WHAT TO PRODUCE. Within the records below, find each line with the word "encrypted" and copy it out.

TASK INPUT.
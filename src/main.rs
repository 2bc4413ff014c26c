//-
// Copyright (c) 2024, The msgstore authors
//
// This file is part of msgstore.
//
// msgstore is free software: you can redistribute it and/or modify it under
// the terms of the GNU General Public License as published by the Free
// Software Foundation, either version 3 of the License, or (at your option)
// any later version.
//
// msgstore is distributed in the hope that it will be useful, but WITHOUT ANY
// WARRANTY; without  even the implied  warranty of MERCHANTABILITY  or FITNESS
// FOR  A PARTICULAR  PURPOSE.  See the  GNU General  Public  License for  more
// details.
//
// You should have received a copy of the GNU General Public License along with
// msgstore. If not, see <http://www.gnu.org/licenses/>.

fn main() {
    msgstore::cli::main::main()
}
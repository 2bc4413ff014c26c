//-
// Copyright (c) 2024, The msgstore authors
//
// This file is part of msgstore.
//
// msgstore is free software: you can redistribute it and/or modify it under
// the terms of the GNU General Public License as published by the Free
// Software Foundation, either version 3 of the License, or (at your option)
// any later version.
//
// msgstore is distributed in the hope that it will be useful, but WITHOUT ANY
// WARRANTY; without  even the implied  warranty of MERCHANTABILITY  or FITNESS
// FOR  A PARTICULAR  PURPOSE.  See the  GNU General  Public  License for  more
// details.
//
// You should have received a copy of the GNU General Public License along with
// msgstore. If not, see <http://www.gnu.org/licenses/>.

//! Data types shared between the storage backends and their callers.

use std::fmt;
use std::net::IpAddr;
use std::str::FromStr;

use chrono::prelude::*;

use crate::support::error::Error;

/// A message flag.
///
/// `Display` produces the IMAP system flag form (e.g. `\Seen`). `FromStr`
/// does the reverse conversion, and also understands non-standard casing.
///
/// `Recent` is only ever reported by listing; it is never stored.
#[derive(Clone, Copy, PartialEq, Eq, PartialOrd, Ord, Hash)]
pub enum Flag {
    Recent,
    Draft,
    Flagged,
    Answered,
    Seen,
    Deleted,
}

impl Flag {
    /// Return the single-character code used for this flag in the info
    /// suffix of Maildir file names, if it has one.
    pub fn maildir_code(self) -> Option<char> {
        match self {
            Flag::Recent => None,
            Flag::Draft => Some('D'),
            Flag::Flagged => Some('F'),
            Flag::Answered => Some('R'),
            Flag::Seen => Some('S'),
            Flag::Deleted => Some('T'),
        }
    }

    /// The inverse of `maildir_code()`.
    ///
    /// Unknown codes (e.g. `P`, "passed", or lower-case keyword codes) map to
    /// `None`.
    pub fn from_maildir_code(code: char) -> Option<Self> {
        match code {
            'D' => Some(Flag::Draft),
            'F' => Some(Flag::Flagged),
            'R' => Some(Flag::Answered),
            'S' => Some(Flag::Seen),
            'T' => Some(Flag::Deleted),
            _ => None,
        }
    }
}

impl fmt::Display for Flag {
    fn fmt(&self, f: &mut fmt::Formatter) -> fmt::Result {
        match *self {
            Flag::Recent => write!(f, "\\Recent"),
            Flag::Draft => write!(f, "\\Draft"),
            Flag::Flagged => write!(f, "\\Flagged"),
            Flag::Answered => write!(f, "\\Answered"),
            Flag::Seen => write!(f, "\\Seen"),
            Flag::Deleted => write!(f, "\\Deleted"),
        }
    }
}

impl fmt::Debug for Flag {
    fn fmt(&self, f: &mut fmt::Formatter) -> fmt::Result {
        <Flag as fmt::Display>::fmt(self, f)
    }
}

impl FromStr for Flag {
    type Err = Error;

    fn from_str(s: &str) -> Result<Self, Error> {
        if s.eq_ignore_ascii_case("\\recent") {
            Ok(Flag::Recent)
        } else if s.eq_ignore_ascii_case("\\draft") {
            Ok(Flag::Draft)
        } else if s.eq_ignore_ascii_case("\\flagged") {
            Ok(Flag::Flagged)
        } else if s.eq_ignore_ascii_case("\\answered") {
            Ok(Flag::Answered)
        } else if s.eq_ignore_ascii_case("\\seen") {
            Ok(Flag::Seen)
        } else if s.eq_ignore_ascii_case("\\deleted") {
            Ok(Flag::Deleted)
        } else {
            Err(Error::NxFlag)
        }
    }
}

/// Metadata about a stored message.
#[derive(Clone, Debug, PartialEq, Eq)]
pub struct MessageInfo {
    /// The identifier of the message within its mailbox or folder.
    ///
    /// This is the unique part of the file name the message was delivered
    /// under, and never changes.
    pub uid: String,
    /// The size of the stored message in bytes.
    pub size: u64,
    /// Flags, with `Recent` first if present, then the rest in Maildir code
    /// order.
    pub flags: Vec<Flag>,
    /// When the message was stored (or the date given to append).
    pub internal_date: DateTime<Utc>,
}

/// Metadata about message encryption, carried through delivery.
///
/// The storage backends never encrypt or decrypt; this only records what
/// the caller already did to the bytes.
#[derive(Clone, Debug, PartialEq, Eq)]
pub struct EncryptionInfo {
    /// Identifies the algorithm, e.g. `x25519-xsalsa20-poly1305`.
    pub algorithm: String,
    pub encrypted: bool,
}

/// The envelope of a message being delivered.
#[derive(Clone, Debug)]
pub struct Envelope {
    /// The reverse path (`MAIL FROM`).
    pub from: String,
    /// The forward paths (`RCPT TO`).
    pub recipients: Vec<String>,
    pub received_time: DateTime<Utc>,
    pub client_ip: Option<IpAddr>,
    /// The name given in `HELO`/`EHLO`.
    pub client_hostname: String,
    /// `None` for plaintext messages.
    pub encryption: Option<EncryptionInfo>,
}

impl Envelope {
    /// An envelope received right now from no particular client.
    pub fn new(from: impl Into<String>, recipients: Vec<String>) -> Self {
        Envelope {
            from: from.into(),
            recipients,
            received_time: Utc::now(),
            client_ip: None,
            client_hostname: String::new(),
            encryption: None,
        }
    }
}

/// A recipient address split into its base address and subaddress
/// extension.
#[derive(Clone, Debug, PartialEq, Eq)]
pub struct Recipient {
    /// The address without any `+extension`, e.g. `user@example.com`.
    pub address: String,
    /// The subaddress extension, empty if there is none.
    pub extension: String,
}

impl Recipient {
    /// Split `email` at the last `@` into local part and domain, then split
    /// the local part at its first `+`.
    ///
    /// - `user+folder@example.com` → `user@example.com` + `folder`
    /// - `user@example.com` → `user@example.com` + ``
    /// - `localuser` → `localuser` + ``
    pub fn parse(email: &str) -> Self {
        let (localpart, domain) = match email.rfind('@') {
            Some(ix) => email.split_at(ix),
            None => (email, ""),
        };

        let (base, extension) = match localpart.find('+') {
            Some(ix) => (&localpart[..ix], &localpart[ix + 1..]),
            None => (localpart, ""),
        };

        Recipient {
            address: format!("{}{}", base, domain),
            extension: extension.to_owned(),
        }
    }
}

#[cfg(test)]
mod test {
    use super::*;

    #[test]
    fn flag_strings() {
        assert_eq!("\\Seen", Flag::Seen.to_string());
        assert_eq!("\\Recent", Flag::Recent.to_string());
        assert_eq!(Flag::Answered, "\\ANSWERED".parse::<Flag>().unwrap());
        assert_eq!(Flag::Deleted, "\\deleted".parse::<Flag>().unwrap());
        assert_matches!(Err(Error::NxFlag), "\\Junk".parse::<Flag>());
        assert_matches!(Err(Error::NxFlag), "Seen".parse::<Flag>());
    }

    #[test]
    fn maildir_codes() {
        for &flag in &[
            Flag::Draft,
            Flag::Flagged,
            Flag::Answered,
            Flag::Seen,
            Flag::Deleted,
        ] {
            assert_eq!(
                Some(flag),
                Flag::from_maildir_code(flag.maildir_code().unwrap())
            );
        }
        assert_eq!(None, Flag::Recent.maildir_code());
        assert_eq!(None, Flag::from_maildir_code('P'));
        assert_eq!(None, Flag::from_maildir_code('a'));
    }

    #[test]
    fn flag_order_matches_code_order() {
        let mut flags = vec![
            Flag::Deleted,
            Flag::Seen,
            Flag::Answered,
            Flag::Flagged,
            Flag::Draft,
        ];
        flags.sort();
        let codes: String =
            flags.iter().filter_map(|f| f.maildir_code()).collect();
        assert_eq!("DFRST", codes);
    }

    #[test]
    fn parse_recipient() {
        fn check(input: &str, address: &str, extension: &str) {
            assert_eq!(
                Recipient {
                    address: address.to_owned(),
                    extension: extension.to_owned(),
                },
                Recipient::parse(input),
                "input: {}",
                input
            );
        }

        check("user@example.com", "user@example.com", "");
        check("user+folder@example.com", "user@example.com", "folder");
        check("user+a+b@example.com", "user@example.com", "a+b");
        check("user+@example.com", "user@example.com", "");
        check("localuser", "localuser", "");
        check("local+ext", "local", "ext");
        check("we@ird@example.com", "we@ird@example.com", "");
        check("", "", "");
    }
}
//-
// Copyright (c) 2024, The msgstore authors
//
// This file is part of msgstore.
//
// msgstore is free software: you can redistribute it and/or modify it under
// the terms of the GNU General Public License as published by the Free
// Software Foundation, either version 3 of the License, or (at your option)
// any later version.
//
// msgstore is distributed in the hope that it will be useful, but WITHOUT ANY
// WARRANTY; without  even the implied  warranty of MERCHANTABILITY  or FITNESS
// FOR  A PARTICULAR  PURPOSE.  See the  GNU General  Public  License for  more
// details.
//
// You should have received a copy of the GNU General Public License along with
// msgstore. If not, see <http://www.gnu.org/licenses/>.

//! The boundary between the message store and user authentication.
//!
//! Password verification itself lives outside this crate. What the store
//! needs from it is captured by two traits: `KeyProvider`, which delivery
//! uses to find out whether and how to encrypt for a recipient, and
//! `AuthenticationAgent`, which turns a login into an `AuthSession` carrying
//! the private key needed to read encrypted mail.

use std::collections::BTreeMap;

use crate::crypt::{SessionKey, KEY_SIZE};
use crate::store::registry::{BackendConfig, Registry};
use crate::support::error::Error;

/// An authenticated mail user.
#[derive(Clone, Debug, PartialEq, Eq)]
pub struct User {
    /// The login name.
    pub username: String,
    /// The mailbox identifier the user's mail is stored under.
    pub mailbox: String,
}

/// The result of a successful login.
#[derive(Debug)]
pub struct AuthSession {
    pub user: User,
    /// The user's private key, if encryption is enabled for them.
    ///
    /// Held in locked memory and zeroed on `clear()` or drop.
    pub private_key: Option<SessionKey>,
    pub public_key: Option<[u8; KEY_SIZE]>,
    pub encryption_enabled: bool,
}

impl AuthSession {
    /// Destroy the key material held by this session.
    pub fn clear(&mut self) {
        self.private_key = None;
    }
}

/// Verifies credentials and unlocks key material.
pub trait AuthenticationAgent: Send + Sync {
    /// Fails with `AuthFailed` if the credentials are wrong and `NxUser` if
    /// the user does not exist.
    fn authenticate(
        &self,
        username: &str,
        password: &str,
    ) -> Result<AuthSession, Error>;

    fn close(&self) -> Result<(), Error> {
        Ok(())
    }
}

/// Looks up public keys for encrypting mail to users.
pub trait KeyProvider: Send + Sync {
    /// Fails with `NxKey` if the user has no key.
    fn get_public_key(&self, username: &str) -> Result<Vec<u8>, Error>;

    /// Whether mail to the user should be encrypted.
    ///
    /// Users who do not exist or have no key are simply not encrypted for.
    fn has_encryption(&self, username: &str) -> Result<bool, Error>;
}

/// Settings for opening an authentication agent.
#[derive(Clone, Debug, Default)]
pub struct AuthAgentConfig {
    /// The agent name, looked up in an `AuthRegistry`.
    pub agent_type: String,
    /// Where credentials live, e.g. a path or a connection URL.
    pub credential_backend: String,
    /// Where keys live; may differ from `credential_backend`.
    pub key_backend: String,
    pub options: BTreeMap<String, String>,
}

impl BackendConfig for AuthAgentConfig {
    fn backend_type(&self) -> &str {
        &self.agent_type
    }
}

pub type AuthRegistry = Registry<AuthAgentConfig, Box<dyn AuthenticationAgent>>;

REPLY TO THE EXERCISE.
    pub encrypted: bool,
//! the private key needed to read encrypted mail.
    /// Whether mail to the user should be encrypted.
    /// Users who do not exist or have no key are simply not encrypted for.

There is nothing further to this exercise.